* [Work order]: Print the data exactly as it is given, please.
════
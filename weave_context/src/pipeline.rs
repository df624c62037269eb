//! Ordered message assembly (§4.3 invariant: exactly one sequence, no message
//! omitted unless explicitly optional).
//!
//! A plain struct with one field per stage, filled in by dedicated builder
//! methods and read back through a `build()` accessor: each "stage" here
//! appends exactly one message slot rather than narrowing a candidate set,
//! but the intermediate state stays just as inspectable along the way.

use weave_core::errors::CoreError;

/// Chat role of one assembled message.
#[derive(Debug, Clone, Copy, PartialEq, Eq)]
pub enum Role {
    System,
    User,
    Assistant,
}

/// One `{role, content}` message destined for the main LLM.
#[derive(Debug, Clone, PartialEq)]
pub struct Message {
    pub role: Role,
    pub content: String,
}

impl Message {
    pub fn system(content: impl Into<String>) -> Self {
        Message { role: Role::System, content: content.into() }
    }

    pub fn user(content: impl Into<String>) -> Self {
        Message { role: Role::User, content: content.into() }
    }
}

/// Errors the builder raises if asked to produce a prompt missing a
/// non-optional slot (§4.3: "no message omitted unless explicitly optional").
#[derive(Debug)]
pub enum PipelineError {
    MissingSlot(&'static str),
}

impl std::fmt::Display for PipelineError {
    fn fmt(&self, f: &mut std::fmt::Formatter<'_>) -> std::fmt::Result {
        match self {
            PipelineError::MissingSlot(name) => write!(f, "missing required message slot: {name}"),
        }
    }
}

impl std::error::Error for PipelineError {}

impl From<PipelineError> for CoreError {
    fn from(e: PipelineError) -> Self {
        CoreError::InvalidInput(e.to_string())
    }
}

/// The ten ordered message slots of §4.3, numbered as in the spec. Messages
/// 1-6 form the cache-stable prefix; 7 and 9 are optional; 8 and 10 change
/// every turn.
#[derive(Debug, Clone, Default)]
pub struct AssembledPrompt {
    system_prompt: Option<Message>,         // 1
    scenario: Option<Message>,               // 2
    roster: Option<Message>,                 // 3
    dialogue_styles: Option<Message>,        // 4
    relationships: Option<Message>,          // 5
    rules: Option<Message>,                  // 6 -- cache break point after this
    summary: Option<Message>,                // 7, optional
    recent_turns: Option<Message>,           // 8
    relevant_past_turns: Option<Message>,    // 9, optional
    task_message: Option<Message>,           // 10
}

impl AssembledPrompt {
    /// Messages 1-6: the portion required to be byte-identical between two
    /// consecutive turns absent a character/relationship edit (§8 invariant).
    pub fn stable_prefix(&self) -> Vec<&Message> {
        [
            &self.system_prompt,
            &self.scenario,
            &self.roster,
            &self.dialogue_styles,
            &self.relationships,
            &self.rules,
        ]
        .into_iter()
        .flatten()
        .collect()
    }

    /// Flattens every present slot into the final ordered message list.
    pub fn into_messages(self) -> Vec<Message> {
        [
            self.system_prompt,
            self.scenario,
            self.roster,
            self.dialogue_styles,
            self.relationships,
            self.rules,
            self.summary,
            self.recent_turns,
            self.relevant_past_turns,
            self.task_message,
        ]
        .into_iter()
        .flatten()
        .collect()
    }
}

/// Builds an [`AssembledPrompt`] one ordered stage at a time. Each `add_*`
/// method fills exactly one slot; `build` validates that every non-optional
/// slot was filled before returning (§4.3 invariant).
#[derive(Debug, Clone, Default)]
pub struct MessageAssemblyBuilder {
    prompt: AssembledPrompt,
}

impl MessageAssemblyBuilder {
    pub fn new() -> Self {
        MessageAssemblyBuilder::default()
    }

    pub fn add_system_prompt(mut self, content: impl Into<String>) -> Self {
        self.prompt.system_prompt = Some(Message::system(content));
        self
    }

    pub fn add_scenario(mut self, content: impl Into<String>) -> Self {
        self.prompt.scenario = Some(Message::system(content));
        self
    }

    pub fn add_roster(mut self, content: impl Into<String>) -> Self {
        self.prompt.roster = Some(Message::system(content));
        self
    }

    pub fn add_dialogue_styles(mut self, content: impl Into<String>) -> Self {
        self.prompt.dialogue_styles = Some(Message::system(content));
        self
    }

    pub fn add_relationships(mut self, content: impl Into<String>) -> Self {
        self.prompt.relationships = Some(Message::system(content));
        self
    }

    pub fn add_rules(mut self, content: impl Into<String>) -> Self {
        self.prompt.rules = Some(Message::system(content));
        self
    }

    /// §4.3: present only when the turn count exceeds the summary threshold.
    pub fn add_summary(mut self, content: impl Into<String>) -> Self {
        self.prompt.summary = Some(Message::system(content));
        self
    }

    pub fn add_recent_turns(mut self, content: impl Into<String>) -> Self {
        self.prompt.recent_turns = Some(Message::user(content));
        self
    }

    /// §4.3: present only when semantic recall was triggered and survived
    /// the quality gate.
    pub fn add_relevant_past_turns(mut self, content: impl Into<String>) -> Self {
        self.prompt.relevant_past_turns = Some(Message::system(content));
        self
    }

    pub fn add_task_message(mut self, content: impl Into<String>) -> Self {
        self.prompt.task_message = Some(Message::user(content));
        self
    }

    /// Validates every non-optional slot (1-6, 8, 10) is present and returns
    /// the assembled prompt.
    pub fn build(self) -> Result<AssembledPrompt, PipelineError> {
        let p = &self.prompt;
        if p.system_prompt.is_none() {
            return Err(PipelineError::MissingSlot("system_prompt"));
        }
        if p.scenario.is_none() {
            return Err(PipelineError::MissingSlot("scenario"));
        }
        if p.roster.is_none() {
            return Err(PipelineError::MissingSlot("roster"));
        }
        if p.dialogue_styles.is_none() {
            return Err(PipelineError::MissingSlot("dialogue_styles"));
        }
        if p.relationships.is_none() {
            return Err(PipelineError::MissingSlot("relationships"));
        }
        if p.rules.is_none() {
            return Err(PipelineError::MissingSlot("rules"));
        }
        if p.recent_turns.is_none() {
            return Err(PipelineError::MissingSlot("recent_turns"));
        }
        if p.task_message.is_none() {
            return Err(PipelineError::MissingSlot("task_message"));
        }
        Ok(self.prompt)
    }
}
════
* [Output for this task]:
filename weave_context/src/pipeline.rs
repository df624c62037269eb
//! Ordered message assembly (§4.3 invariant: exactly one sequence, no message
//! omitted unless explicitly optional).
//!
//! A plain struct with one field per stage, filled in by dedicated builder
//! methods and read back through a `build()` accessor: each "stage" here
//! appends exactly one message slot rather than narrowing a candidate set,
//! but the intermediate state stays just as inspectable along the way.

use weave_core::errors::CoreError;

/// Chat role of one assembled message.
#[derive(Debug, Clone, Copy, PartialEq, Eq)]
pub enum Role {
    System,
    User,
    Assistant,
}

/// One `{role, content}` message destined for the main LLM.
#[derive(Debug, Clone, PartialEq)]
pub struct Message {
    pub role: Role,
    pub content: String,
}

impl Message {
    pub fn system(content: impl Into<String>) -> Self {
        Message { role: Role::System, content: content.into() }
    }

    pub fn user(content: impl Into<String>) -> Self {
        Message { role: Role::User, content: content.into() }
    }
}

/// Errors the builder raises if asked to produce a prompt missing a
/// non-optional slot (§4.3: "no message omitted unless explicitly optional").
#[derive(Debug)]
pub enum PipelineError {
    MissingSlot(&'static str),
}

impl std::fmt::Display for PipelineError {
    fn fmt(&self, f: &mut std::fmt::Formatter<'_>) -> std::fmt::Result {
        match self {
            PipelineError::MissingSlot(name) => write!(f, "missing required message slot: {name}"),
        }
    }
}

impl std::error::Error for PipelineError {}

impl From<PipelineError> for CoreError {
    fn from(e: PipelineError) -> Self {
        CoreError::InvalidInput(e.to_string())
    }
}

/// The ten ordered message slots of §4.3, numbered as in the spec. Messages
/// 1-6 form the cache-stable prefix; 7 and 9 are optional; 8 and 10 change
/// every turn.
#[derive(Debug, Clone, Default)]
pub struct AssembledPrompt {
    system_prompt: Option<Message>,         // 1
    scenario: Option<Message>,               // 2
    roster: Option<Message>,                 // 3
    dialogue_styles: Option<Message>,        // 4
    relationships: Option<Message>,          // 5
    rules: Option<Message>,                  // 6 -- cache break point after this
    summary: Option<Message>,                // 7, optional
    recent_turns: Option<Message>,           // 8
    relevant_past_turns: Option<Message>,    // 9, optional
    task_message: Option<Message>,           // 10
}

impl AssembledPrompt {
    /// Messages 1-6: the portion required to be byte-identical between two
    /// consecutive turns absent a character/relationship edit (§8 invariant).
    pub fn stable_prefix(&self) -> Vec<&Message> {
        [
            &self.system_prompt,
            &self.scenario,
            &self.roster,
            &self.dialogue_styles,
            &self.relationships,
            &self.rules,
        ]
        .into_iter()
        .flatten()
        .collect()
    }

    /// Flattens every present slot into the final ordered message list.
    pub fn into_messages(self) -> Vec<Message> {
        [
            self.system_prompt,
            self.scenario,
            self.roster,
            self.dialogue_styles,
            self.relationships,
            self.rules,
            self.summary,
            self.recent_turns,
            self.relevant_past_turns,
            self.task_message,
        ]
        .into_iter()
        .flatten()
        .collect()
    }
}

/// Builds an [`AssembledPrompt`] one ordered stage at a time. Each `add_*`
/// method fills exactly one slot; `build` validates that every non-optional
/// slot was filled before returning (§4.3 invariant).
#[derive(Debug, Clone, Default)]
pub struct MessageAssemblyBuilder {
    prompt: AssembledPrompt,
}

impl MessageAssemblyBuilder {
    pub fn new() -> Self {
        MessageAssemblyBuilder::default()
    }

    pub fn add_system_prompt(mut self, content: impl Into<String>) -> Self {
        self.prompt.system_prompt = Some(Message::system(content));
        self
    }

    pub fn add_scenario(mut self, content: impl Into<String>) -> Self {
        self.prompt.scenario = Some(Message::system(content));
        self
    }

    pub fn add_roster(mut self, content: impl Into<String>) -> Self {
        self.prompt.roster = Some(Message::system(content));
        self
    }

    pub fn add_dialogue_styles(mut self, content: impl Into<String>) -> Self {
        self.prompt.dialogue_styles = Some(Message::system(content));
        self
    }

    pub fn add_relationships(mut self, content: impl Into<String>) -> Self {
        self.prompt.relationships = Some(Message::system(content));
        self
    }

    pub fn add_rules(mut self, content: impl Into<String>) -> Self {
        self.prompt.rules = Some(Message::system(content));
        self
    }

    /// §4.3: present only when the turn count exceeds the summary threshold.
    pub fn add_summary(mut self, content: impl Into<String>) -> Self {
        self.prompt.summary = Some(Message::system(content));
        self
    }

    pub fn add_recent_turns(mut self, content: impl Into<String>) -> Self {
        self.prompt.recent_turns = Some(Message::user(content));
        self
    }

    /// §4.3: present only when semantic recall was triggered and survived
    /// the quality gate.
    pub fn add_relevant_past_turns(mut self, content: impl Into<String>) -> Self {
        self.prompt.relevant_past_turns = Some(Message::system(content));
        self
    }

    pub fn add_task_message(mut self, content: impl Into<String>) -> Self {
        self.prompt.task_message = Some(Message::user(content));
        self
    }

    /// Validates every non-optional slot (1-6, 8, 10) is present and returns
    /// the assembled prompt.
    pub fn build(self) -> Result<AssembledPrompt, PipelineError> {
        let p = &self.prompt;
        if p.system_prompt.is_none() {
            return Err(PipelineError::MissingSlot("system_prompt"));
        }
        if p.scenario.is_none() {
            return Err(PipelineError::MissingSlot("scenario"));
        }
        if p.roster.is_none() {
            return Err(PipelineError::MissingSlot("roster"));
        }
        if p.dialogue_styles.is_none() {
            return Err(PipelineError::MissingSlot("dialogue_styles"));
        }
        if p.relationships.is_none() {
            return Err(PipelineError::MissingSlot("relationships"));
        }
        if p.rules.is_none() {
            return Err(PipelineError::MissingSlot("rules"));
        }
        if p.recent_turns.is_none() {
            return Err(PipelineError::MissingSlot("recent_turns"));
        }
        if p.task_message.is_none() {
            return Err(PipelineError::MissingSlot("task_message"));
        }
        Ok(self.prompt)
    }
}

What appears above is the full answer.